NEW YORK (TheStreet) -- These ETFs have layers of risk heaped onto already complex strategies. Internal and external forces have made them riskier than they outwardly appear, so it is especially important for investors to understand the multiple reasons why these funds are the most dangerous for buy-and-hold investors.
These funds -- United States Natural Gas (UNG), PowerShares DB Crude Oil Double Short ETN (DTO) and the tandem of Direxion Daily Financial Bull 3X Shares (FAS) and Direxion Daily Financial Bear 3X Shares (FAZ) -- can wreck your portfolio.
Most Dangerous ETFs
- The strategy: In theory, UNG and United States Oil are "purer" plays on oil and natural gas prices than other ETFs like iShares Dow Jones US Oil & Gas Exploration (IEO) and Energy SPDR (XLE) that track equities. While UNG is designed to reflect natural gas prices, it tracks the near-month futures contracts for natural gas, not the spot price. This methodology inherently causes the fund to deviate from its objective, a problem that USO has also encountered.

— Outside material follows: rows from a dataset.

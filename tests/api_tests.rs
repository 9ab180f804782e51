//! API integration tests
//!
//! These run against a live server with a freshly migrated database:
//! `cargo run`, then `cargo test -- --ignored`.

use reqwest::Client;
use serde_json::{json, Value};

use pustaka_server::models::user::{Claims, Role};

const BASE_URL: &str = "http://localhost:8080/api/v1";

// Users seeded by the initial migration
const ADMIN_ID: i32 = 1;
const STAFF_ID: i32 = 2;
const MEMBER_ID: i32 = 3;

fn secret() -> String {
    std::env::var("JWT_SECRET").unwrap_or_else(|_| "change-this-secret-in-production".to_string())
}

fn token_for(user_id: i32, username: &str, role: Role) -> String {
    Claims::new(user_id, username, role, 1)
        .create_token(&secret())
        .expect("Failed to sign test token")
}

fn admin_token() -> String {
    token_for(ADMIN_ID, "admin", Role::Admin)
}

fn staff_token() -> String {
    token_for(STAFF_ID, "staff", Role::Staff)
}

fn member_token() -> String {
    token_for(MEMBER_ID, "member", Role::Member)
}

/// Submit a book as staff and approve it as admin; returns the book id
async fn create_approved_book(client: &Client, title: &str, stock: i32) -> i64 {
    let response = client
        .post(format!("{}/books", BASE_URL))
        .bearer_auth(staff_token())
        .json(&json!({ "title": title, "stock_total": stock }))
        .send()
        .await
        .expect("Failed to create book");
    assert_eq!(response.status(), 201);

    let body: Value = response.json().await.expect("Failed to parse book");
    assert_eq!(body["status"], "pending");
    let book_id = body["id"].as_i64().expect("No book ID");

    let response = client
        .post(format!("{}/approvals", BASE_URL))
        .bearer_auth(admin_token())
        .json(&json!({ "book_id": book_id, "decision": "approve" }))
        .send()
        .await
        .expect("Failed to approve book");
    assert_eq!(response.status(), 200);

    book_id
}

async fn get_book(client: &Client, book_id: i64) -> Value {
    let response = client
        .get(format!("{}/books/{}", BASE_URL, book_id))
        .bearer_auth(member_token())
        .send()
        .await
        .expect("Failed to get book");
    assert!(response.status().is_success());
    response.json().await.expect("Failed to parse book")
}

/// Borrow as member and approve the loan as staff; returns the loan id
async fn borrow_and_approve(client: &Client, book_id: i64) -> i64 {
    let response = client
        .post(format!("{}/loans", BASE_URL))
        .bearer_auth(member_token())
        .json(&json!({ "book_id": book_id }))
        .send()
        .await
        .expect("Failed to borrow");
    assert_eq!(response.status(), 201);

    let body: Value = response.json().await.expect("Failed to parse loan");
    assert_eq!(body["status"], "pending");
    let loan_id = body["id"].as_i64().expect("No loan ID");

    let response = client
        .post(format!("{}/loans/{}/decision", BASE_URL, loan_id))
        .bearer_auth(staff_token())
        .json(&json!({ "decision": "approve" }))
        .send()
        .await
        .expect("Failed to approve loan");
    assert_eq!(response.status(), 200);

    let body: Value = response.json().await.expect("Failed to parse decision");
    assert_eq!(body["status"], "dipinjam");

    loan_id
}

#[tokio::test]
#[ignore] // Run with: cargo test -- --ignored
async fn test_health_check() {
    let client = Client::new();

    let response = client
        .get(format!("{}/health", BASE_URL))
        .send()
        .await
        .expect("Failed to send request");

    assert!(response.status().is_success());

    let body: Value = response.json().await.expect("Failed to parse response");
    assert_eq!(body["status"], "healthy");
}

#[tokio::test]
#[ignore]
async fn test_unauthenticated_access_denied() {
    let client = Client::new();

    let response = client
        .get(format!("{}/books", BASE_URL))
        .send()
        .await
        .expect("Failed to send request");

    assert_eq!(response.status(), 401);
}

#[tokio::test]
#[ignore]
async fn test_member_cannot_approve_books() {
    let client = Client::new();

    let response = client
        .post(format!("{}/approvals", BASE_URL))
        .bearer_auth(member_token())
        .json(&json!({ "book_id": 1, "decision": "approve" }))
        .send()
        .await
        .expect("Failed to send request");

    assert_eq!(response.status(), 403);
}

#[tokio::test]
#[ignore]
async fn test_pending_book_is_not_borrowable() {
    let client = Client::new();

    // Scenario C: staff submits, nobody approves
    let response = client
        .post(format!("{}/books", BASE_URL))
        .bearer_auth(staff_token())
        .json(&json!({ "title": "Laskar Pelangi", "stock_total": 3 }))
        .send()
        .await
        .expect("Failed to create book");
    assert_eq!(response.status(), 201);
    let body: Value = response.json().await.unwrap();
    let book_id = body["id"].as_i64().unwrap();

    let response = client
        .post(format!("{}/loans", BASE_URL))
        .bearer_auth(member_token())
        .json(&json!({ "book_id": book_id }))
        .send()
        .await
        .expect("Failed to send borrow");
    assert_eq!(response.status(), 400);

    // Pending books are invisible to members
    let response = client
        .get(format!("{}/books/{}", BASE_URL, book_id))
        .bearer_auth(member_token())
        .send()
        .await
        .expect("Failed to get book");
    assert_eq!(response.status(), 400);
}

#[tokio::test]
#[ignore]
async fn test_approval_unlocks_borrowing() {
    let client = Client::new();

    // Scenario D: approve, then borrowing succeeds
    let book_id = create_approved_book(&client, "Bumi Manusia", 2).await;

    let book = get_book(&client, book_id).await;
    assert_eq!(book["status"], "approved");
    assert_eq!(book["approved_by"], ADMIN_ID);
    assert!(!book["approved_at"].is_null());

    let loan_id = borrow_and_approve(&client, book_id).await;
    assert!(loan_id > 0);

    let book = get_book(&client, book_id).await;
    assert_eq!(book["stock_available"], 1);
}

#[tokio::test]
#[ignore]
async fn test_borrow_return_round_trip() {
    let client = Client::new();

    // Scenario A: borrow then on-time return restores stock, fine is zero
    let book_id = create_approved_book(&client, "Cantik Itu Luka", 2).await;
    let loan_id = borrow_and_approve(&client, book_id).await;

    let book = get_book(&client, book_id).await;
    assert_eq!(book["stock_available"], 1);

    let response = client
        .put(format!("{}/loans/{}/return", BASE_URL, loan_id))
        .bearer_auth(member_token())
        .json(&json!({}))
        .send()
        .await
        .expect("Failed to return");
    assert_eq!(response.status(), 200);

    let body: Value = response.json().await.expect("Failed to parse return");
    assert_eq!(body["status"], "returned");
    assert_eq!(body["fine"], 0);
    assert_eq!(body["loan"]["status"], "dikembalikan");
    assert!(!body["loan"]["returned_at"].is_null());

    let book = get_book(&client, book_id).await;
    assert_eq!(book["stock_available"], 2);
}

#[tokio::test]
#[ignore]
async fn test_double_return_is_rejected() {
    let client = Client::new();

    let book_id = create_approved_book(&client, "Pulang", 1).await;
    let loan_id = borrow_and_approve(&client, book_id).await;

    let response = client
        .put(format!("{}/loans/{}/return", BASE_URL, loan_id))
        .bearer_auth(member_token())
        .json(&json!({}))
        .send()
        .await
        .expect("Failed to return");
    assert_eq!(response.status(), 200);

    // Second return must fail without touching stock again
    let response = client
        .put(format!("{}/loans/{}/return", BASE_URL, loan_id))
        .bearer_auth(member_token())
        .json(&json!({}))
        .send()
        .await
        .expect("Failed to send second return");
    assert_eq!(response.status(), 409);

    let book = get_book(&client, book_id).await;
    assert_eq!(book["stock_available"], 1);
}

#[tokio::test]
#[ignore]
async fn test_member_cannot_return_someone_elses_loan() {
    let client = Client::new();

    let book_id = create_approved_book(&client, "Perahu Kertas", 1).await;
    let loan_id = borrow_and_approve(&client, book_id).await;

    // A different member id in the body is refused outright
    let response = client
        .put(format!("{}/loans/{}/return", BASE_URL, loan_id))
        .bearer_auth(member_token())
        .json(&json!({ "member_id": ADMIN_ID }))
        .send()
        .await
        .expect("Failed to send return");
    assert_eq!(response.status(), 403);
}

#[tokio::test]
#[ignore]
async fn test_duplicate_open_loan_is_rejected() {
    let client = Client::new();

    let book_id = create_approved_book(&client, "Ronggeng Dukuh Paruk", 5).await;
    borrow_and_approve(&client, book_id).await;

    let response = client
        .post(format!("{}/loans", BASE_URL))
        .bearer_auth(member_token())
        .json(&json!({ "book_id": book_id }))
        .send()
        .await
        .expect("Failed to send borrow");
    assert_eq!(response.status(), 400);
}

#[tokio::test]
#[ignore]
async fn test_concurrent_borrows_of_last_copy() {
    let client = Client::new();

    let book_id = create_approved_book(&client, "Saman", 1).await;

    // Five members race for one copy; exactly one wins
    let mut handles = Vec::new();
    for i in 0..5 {
        let client = client.clone();
        // Pending requests don't trip the duplicate-loan check, so the
        // race is decided purely by the stock counter.
        let token = admin_token();
        handles.push(tokio::spawn(async move {
            client
                .post(format!("{}/loans", BASE_URL))
                .bearer_auth(token)
                .json(&json!({ "book_id": book_id, "user_id": (i % 3) + 1 }))
                .send()
                .await
                .map(|r| r.status().as_u16())
        }));
    }

    let mut created = 0;
    let mut rejected = 0;
    for handle in handles {
        match handle.await.expect("task panicked") {
            Ok(201) => created += 1,
            Ok(_) => rejected += 1,
            Err(e) => panic!("request failed: {}", e),
        }
    }

    assert_eq!(created, 1, "exactly one borrow may win the last copy");
    assert_eq!(rejected, 4);

    let book = get_book(&client, book_id).await;
    assert_eq!(book["stock_available"], 0);
}

#[tokio::test]
#[ignore]
async fn test_rejected_loan_releases_stock() {
    let client = Client::new();

    let book_id = create_approved_book(&client, "Negeri 5 Menara", 1).await;

    let response = client
        .post(format!("{}/loans", BASE_URL))
        .bearer_auth(member_token())
        .json(&json!({ "book_id": book_id }))
        .send()
        .await
        .expect("Failed to borrow");
    assert_eq!(response.status(), 201);
    let body: Value = response.json().await.unwrap();
    let loan_id = body["id"].as_i64().unwrap();

    let book = get_book(&client, book_id).await;
    assert_eq!(book["stock_available"], 0);

    let response = client
        .post(format!("{}/loans/{}/decision", BASE_URL, loan_id))
        .bearer_auth(staff_token())
        .json(&json!({ "decision": "reject" }))
        .send()
        .await
        .expect("Failed to reject loan");
    assert_eq!(response.status(), 200);

    let body: Value = response.json().await.unwrap();
    assert_eq!(body["status"], "rejected");

    let book = get_book(&client, book_id).await;
    assert_eq!(book["stock_available"], 1);
}

#[tokio::test]
#[ignore]
async fn test_loan_duration_is_bounded() {
    let client = Client::new();

    let book_id = create_approved_book(&client, "Supernova", 1).await;

    let response = client
        .post(format!("{}/loans", BASE_URL))
        .bearer_auth(member_token())
        .json(&json!({ "book_id": book_id, "duration_days": 90 }))
        .send()
        .await
        .expect("Failed to send borrow");
    assert_eq!(response.status(), 400);
}

#[tokio::test]
#[ignore]
async fn test_fine_settings_are_admin_only() {
    let client = Client::new();

    let response = client
        .get(format!("{}/settings/fines", BASE_URL))
        .bearer_auth(member_token())
        .send()
        .await
        .expect("Failed to send request");
    assert_eq!(response.status(), 403);

    let response = client
        .get(format!("{}/settings/fines", BASE_URL))
        .bearer_auth(admin_token())
        .send()
        .await
        .expect("Failed to send request");
    assert!(response.status().is_success());

    let body: Value = response.json().await.expect("Failed to parse settings");
    assert!(body["fine_per_day"].is_number());
    assert!(body["default_loan_days"].is_number());
}

#[tokio::test]
#[ignore]
async fn test_member_ledger_lists_own_loans() {
    let client = Client::new();

    let book_id = create_approved_book(&client, "Orang-Orang Biasa", 2).await;
    borrow_and_approve(&client, book_id).await;

    let response = client
        .get(format!("{}/loans", BASE_URL))
        .bearer_auth(member_token())
        .send()
        .await
        .expect("Failed to list loans");
    assert!(response.status().is_success());

    let body: Value = response.json().await.expect("Failed to parse loans");
    let rows = body.as_array().expect("expected an array");
    assert!(rows.iter().any(|l| l["book_id"].as_i64() == Some(book_id)));

    // Another member's ledger is off limits
    let response = client
        .get(format!("{}/loans?user_id={}", BASE_URL, STAFF_ID))
        .bearer_auth(member_token())
        .send()
        .await
        .expect("Failed to send request");
    assert_eq!(response.status(), 403);
}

- Creation confusion: The price of an ETF should reflect the underlying value, or NAV, of the fund. Unlike closed end funds or mutual funds, ETFs achieve their tracking objectives by the creation and redemption of shares. Regulatory limits caused UNG's creation process to grind to a halt back in July. As fund managers waited for the SEC to approve more shares, UNG began trading at a massive premium to its underlying value.
- UNG's future: After a summer of premiums, the SEC has approved additional UNG shares, and the fund managers will begin issuing new shares on Sept. 28. As UNG is once again allowed to operate as designed, the creation of new shares should cause the fund to once again trade in line with its underlying value. This shift should eliminate the premium and pop the UNG bubble.

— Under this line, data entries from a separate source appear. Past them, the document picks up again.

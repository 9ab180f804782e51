//! Loans repository: the transactional borrow/decision/return engine.
//!
//! Every stock mutation is paired with its loan mutation inside one
//! transaction, with the book row locked (`FOR UPDATE`) for the duration.
//! Early error returns drop the `Transaction`, which rolls back, so no
//! partial effect is ever observable.

use chrono::{Duration, Utc};
use sqlx::{Pool, Postgres};

use crate::{
    error::{AppError, AppResult},
    models::{
        book::{ApprovalStatus, Book},
        loan::{late_fee, CreateLoan, FineSettings, Loan, LoanDecision, LoanDetails, LoanStatus},
    },
};

#[derive(Clone)]
pub struct LoansRepository {
    pool: Pool<Postgres>,
}

impl LoansRepository {
    pub fn new(pool: Pool<Postgres>) -> Self {
        Self { pool }
    }

    /// Get loan by ID
    pub async fn get_by_id(&self, id: i32) -> AppResult<Loan> {
        sqlx::query_as::<_, Loan>("SELECT * FROM loans WHERE id = $1")
            .bind(id)
            .fetch_optional(&self.pool)
            .await?
            .ok_or_else(|| AppError::NotFound(format!("Loan with id {} not found", id)))
    }

    /// Ledger rows for a member, newest first
    pub async fn list_for_user(&self, user_id: i32) -> AppResult<Vec<LoanDetails>> {
        let loans = sqlx::query_as::<_, LoanDetails>(
            r#"
            SELECT l.id, l.user_id, l.book_id, b.title, b.cover_url,
                   l.borrowed_at, l.due_at, l.returned_at, l.status, l.fine
            FROM loans l
            JOIN books b ON l.book_id = b.id
            WHERE l.user_id = $1
            ORDER BY l.borrowed_at DESC
            "#,
        )
        .bind(user_id)
        .fetch_all(&self.pool)
        .await?;

        Ok(loans)
    }

    /// Mark open loans past their due date as overdue. Idempotent: already
    /// overdue and closed loans are untouched, and fines are not computed
    /// here (that happens once, at return).
    pub async fn mark_overdue(&self) -> AppResult<u64> {
        let now = Utc::now();
        let result = sqlx::query(
            "UPDATE loans SET status = 'terlambat', updated_at = $1 \
             WHERE status = 'dipinjam' AND due_at < $1",
        )
        .bind(now)
        .execute(&self.pool)
        .await?;

        Ok(result.rows_affected())
    }

    /// Borrow a book: create a pending loan and take one copy out of
    /// stock, atomically.
    pub async fn borrow(&self, req: &CreateLoan) -> AppResult<Loan> {
        let now = Utc::now();
        let due_at = now + Duration::days(req.duration_days as i64);

        let mut tx = self.pool.begin().await?;

        // Lock the book row so the stock check and the decrement are
        // serialized against concurrent borrows.
        let book = sqlx::query_as::<_, Book>("SELECT * FROM books WHERE id = $1 FOR UPDATE")
            .bind(req.book_id)
            .fetch_optional(&mut *tx)
            .await?;

        let book = match book {
            Some(b) if b.status == ApprovalStatus::Approved => b,
            _ => {
                return Err(AppError::NotApproved(
                    "Book not found or not approved".to_string(),
                ))
            }
        };

        if book.stock_available <= 0 {
            return Err(AppError::OutOfStock(format!(
                "No copies of \"{}\" available",
                book.title
            )));
        }

        let already_borrowed: bool = sqlx::query_scalar(
            "SELECT EXISTS(SELECT 1 FROM loans \
             WHERE user_id = $1 AND book_id = $2 AND status IN ('dipinjam', 'terlambat'))",
        )
        .bind(req.user_id)
        .bind(req.book_id)
        .fetch_one(&mut *tx)
        .await?;

        if already_borrowed {
            return Err(AppError::AlreadyBorrowed(
                "An open loan for this book already exists".to_string(),
            ));
        }

        let loan = sqlx::query_as::<_, Loan>(
            r#"
            INSERT INTO loans (user_id, book_id, borrowed_at, due_at, status, note)
            VALUES ($1, $2, $3, $4, 'pending', $5)
            RETURNING *
            "#,
        )
        .bind(req.user_id)
        .bind(req.book_id)
        .bind(now)
        .bind(due_at)
        .bind(&req.note)
        .fetch_one(&mut *tx)
        .await?;

        sqlx::query("UPDATE books SET stock_available = stock_available - 1, updated_at = $2 WHERE id = $1")
            .bind(req.book_id)
            .bind(now)
            .execute(&mut *tx)
            .await?;

        tx.commit().await?;

        tracing::info!(
            loan_id = loan.id,
            user_id = req.user_id,
            book_id = req.book_id,
            due_at = %due_at,
            "loan requested"
        );

        Ok(loan)
    }

    /// Staff decision on a pending loan request. Approval hands the copy
    /// over; rejection releases the copy held since the request.
    pub async fn decide(&self, loan_id: i32, decision: LoanDecision) -> AppResult<Loan> {
        let now = Utc::now();
        let mut tx = self.pool.begin().await?;

        let loan = sqlx::query_as::<_, Loan>("SELECT * FROM loans WHERE id = $1 FOR UPDATE")
            .bind(loan_id)
            .fetch_optional(&mut *tx)
            .await?
            .ok_or_else(|| AppError::NotFound(format!("Loan with id {} not found", loan_id)))?;

        if loan.status != LoanStatus::Pending {
            return Err(AppError::InvalidState(format!(
                "Loan is {}, only pending requests can be decided",
                loan.status
            )));
        }

        let updated = match decision {
            LoanDecision::Approve => {
                sqlx::query_as::<_, Loan>(
                    "UPDATE loans SET status = 'dipinjam', updated_at = $2 WHERE id = $1 RETURNING *",
                )
                .bind(loan_id)
                .bind(now)
                .fetch_one(&mut *tx)
                .await?
            }
            LoanDecision::Reject => {
                let updated = sqlx::query_as::<_, Loan>(
                    "UPDATE loans SET status = 'rejected', updated_at = $2 WHERE id = $1 RETURNING *",
                )
                .bind(loan_id)
                .bind(now)
                .fetch_one(&mut *tx)
                .await?;

                // The copy was held at request time; give it back.
                sqlx::query(
                    "UPDATE books SET stock_available = stock_available + 1, updated_at = $2 WHERE id = $1",
                )
                .bind(loan.book_id)
                .bind(now)
                .execute(&mut *tx)
                .await?;

                updated
            }
        };

        tx.commit().await?;

        tracing::info!(loan_id, status = %updated.status, "loan request decided");

        Ok(updated)
    }

    /// Return a loan: close it, compute the fine once, and put the copy
    /// back in stock — all atomically.
    ///
    /// `expected_owner` enforces "not your loan" for member calls; a lost
    /// copy is fined flat and removed from the collection instead of
    /// restocked.
    pub async fn return_loan(
        &self,
        loan_id: i32,
        expected_owner: Option<i32>,
        lost: bool,
        note: Option<&str>,
        settings: &FineSettings,
    ) -> AppResult<Loan> {
        let now = Utc::now();
        let mut tx = self.pool.begin().await?;

        let loan = sqlx::query_as::<_, Loan>("SELECT * FROM loans WHERE id = $1 FOR UPDATE")
            .bind(loan_id)
            .fetch_optional(&mut *tx)
            .await?
            .ok_or_else(|| AppError::NotFound(format!("Loan with id {} not found", loan_id)))?;

        if let Some(owner) = expected_owner {
            if loan.user_id != owner {
                return Err(AppError::NotFound(format!(
                    "Loan with id {} not found for this member",
                    loan_id
                )));
            }
        }

        if !loan.status.is_open() {
            return Err(AppError::InvalidState(format!(
                "Loan is {}, only borrowed or overdue loans can be returned",
                loan.status
            )));
        }

        let mut fine = late_fee(loan.due_at, now, settings.fine_per_day);
        if lost {
            fine += settings.lost_book_fine;
        }

        let updated = sqlx::query_as::<_, Loan>(
            r#"
            UPDATE loans
            SET status = 'dikembalikan', returned_at = $2, fine = $3,
                note = COALESCE($4, note), updated_at = $2
            WHERE id = $1
            RETURNING *
            "#,
        )
        .bind(loan_id)
        .bind(now)
        .bind(fine)
        .bind(note)
        .fetch_one(&mut *tx)
        .await?;

        if lost {
            // The copy left the collection; it never goes back on the shelf.
            sqlx::query(
                "UPDATE books SET stock_total = stock_total - 1, updated_at = $2 WHERE id = $1",
            )
            .bind(loan.book_id)
            .bind(now)
            .execute(&mut *tx)
            .await?;
        } else {
            sqlx::query(
                "UPDATE books SET stock_available = stock_available + 1, updated_at = $2 WHERE id = $1",
            )
            .bind(loan.book_id)
            .bind(now)
            .execute(&mut *tx)
            .await?;
        }

        tx.commit().await?;

        tracing::info!(
            loan_id,
            fine = updated.fine,
            lost,
            "loan returned"
        );

        Ok(updated)
    }
}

- The strategy: DTO tracks a basket of futures contracts and employs leverage to achieve its strategy. Futures are inherently volatile and leverage adds volatility, so DTO can be one wild ride. Since DTO is structured as an ETN, rather than an ETF, it is also exposed to the credit risk of its issuer. In an era where once-solid banks have crumbled, credit risk is more of a concern than ever before.
- Bad genetics: When DTO was originally released, it was paired with the PowerShares DB Crude Oil Double Long ETN (DXO). On Sept. 9, DXO was shut down by its managers because the fund's size had triggered regulatory limitations. While DTO has yet to achieve the popularity of its former pair, investors in this fund should be wary of a potential shut-down.
- Regulatory smackdown: As regulators home in on ETFs like UNG and DTO that use derivative contracts to achieve their objectives, DTO could face double the regulatory restrictions in the months to come. Increased position limits, or restrictions on the number of futures contracts a fund can own, would affect both UNG and DTO and impact their creation process.